[TASK REQUIREMENTS]
Each line below that contains the word "await" is to be counted; give only the final number.

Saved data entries

********************

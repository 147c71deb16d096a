use crate::parser::ExecutionOutcome;
use crate::runtime::ResourceUsage;
use chrono::{DateTime, Utc};
use fnrun_common::{FunctionId, Metric, Result};
use fnrun_store::MetricStore;
use std::sync::Arc;
use std::time::Duration;
use tracing::debug;

pub fn millis(elapsed: Duration) -> f64 {
    elapsed.as_nanos() as f64 / 1_000_000.0
}

/// Facts about one invocation attempt, gathered by the engine.
pub struct Attempt<'a> {
    pub request_id: &'a str,
    pub function_id: FunctionId,
    pub started_at: DateTime<Utc>,
    pub elapsed: Duration,
    pub payload_size: u64,
    pub outcome: &'a ExecutionOutcome,
    pub exit_code: Option<i64>,
    pub container_id: Option<&'a str>,
    pub usage: Option<ResourceUsage>,
}

/// Writes exactly one metric row per attempt.
pub struct MetricsRecorder {
    store: Arc<dyn MetricStore>,
}

impl MetricsRecorder {
    pub fn new(store: Arc<dyn MetricStore>) -> Self {
        Self { store }
    }

    pub fn to_metric(attempt: &Attempt<'_>) -> Metric {
        let outcome = attempt.outcome;
        Metric {
            request_id: attempt.request_id.to_string(),
            function_id: attempt.function_id,
            started_at: attempt.started_at,
            duration_ms: millis(attempt.elapsed),
            success: outcome.success,
            error_kind: outcome.error.as_ref().map(|e| e.kind),
            error_message: outcome.error.as_ref().map(|e| e.message.clone()),
            exit_code: attempt.exit_code,
            payload_size: attempt.payload_size,
            response_size: outcome.response_size(),
            container_id: attempt.container_id.map(str::to_string),
            memory_usage_mb: attempt.usage.and_then(|u| u.memory_mb),
            cpu_usage_percent: attempt.usage.and_then(|u| u.cpu_percent),
        }
    }

    pub async fn record(&self, attempt: &Attempt<'_>) -> Result<Metric> {
        let metric = Self::to_metric(attempt);
        self.store.insert_metric(&metric).await?;
        debug!(%metric, "Metric recorded");
        Ok(metric)
    }
}

#[cfg(test)]
mod tests {
    use super::*;
    use fnrun_common::{ErrorKind, ExecutionError};
    use fnrun_store::{InMemoryStore, MetricFilter};
    use serde_json::json;

    #[tokio::test]
    async fn test_record_success_and_failure() {
        let store = InMemoryStore::new();
        let recorder = MetricsRecorder::new(Arc::new(store.clone()));
        let ok = ExecutionOutcome {
            success: true,
            result: json!({"a": 1}),
            error: None,
            logs: None,
        };
        let metric = recorder
            .record(&Attempt {
                request_id: "r1",
                function_id: 3,
                started_at: Utc::now(),
                elapsed: Duration::from_micros(2500),
                payload_size: 9,
                outcome: &ok,
                exit_code: Some(0),
                container_id: Some("c1"),
                usage: Some(ResourceUsage {
                    memory_mb: Some(20.5),
                    cpu_percent: None,
                }),
            })
            .await
            .unwrap();
        assert_eq!(metric.duration_ms, 2.5);
        assert_eq!(metric.response_size, 7);
        assert_eq!(metric.payload_size, 9);
        assert_eq!(metric.memory_usage_mb, Some(20.5));
        assert_eq!(metric.cpu_usage_percent, None);

        let failed = ExecutionOutcome::failed(ExecutionError::new(ErrorKind::Busy, "full"));
        recorder
            .record(&Attempt {
                request_id: "r2",
                function_id: 3,
                started_at: Utc::now(),
                elapsed: Duration::from_micros(10),
                payload_size: 9,
                outcome: &failed,
                exit_code: None,
                container_id: None,
                usage: None,
            })
            .await
            .unwrap();

        let rows = store.query_metrics(3, &MetricFilter::default()).await.unwrap();
        assert_eq!(rows.len(), 2);
        let busy = rows.iter().find(|m| m.request_id == "r2").unwrap();
        assert!(!busy.success);
        assert_eq!(busy.error_kind, Some(ErrorKind::Busy));
        assert!(busy.container_id.is_none());
        assert!(busy.memory_usage_mb.is_none());
    }
}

********************

[RESPONSE AREA]
4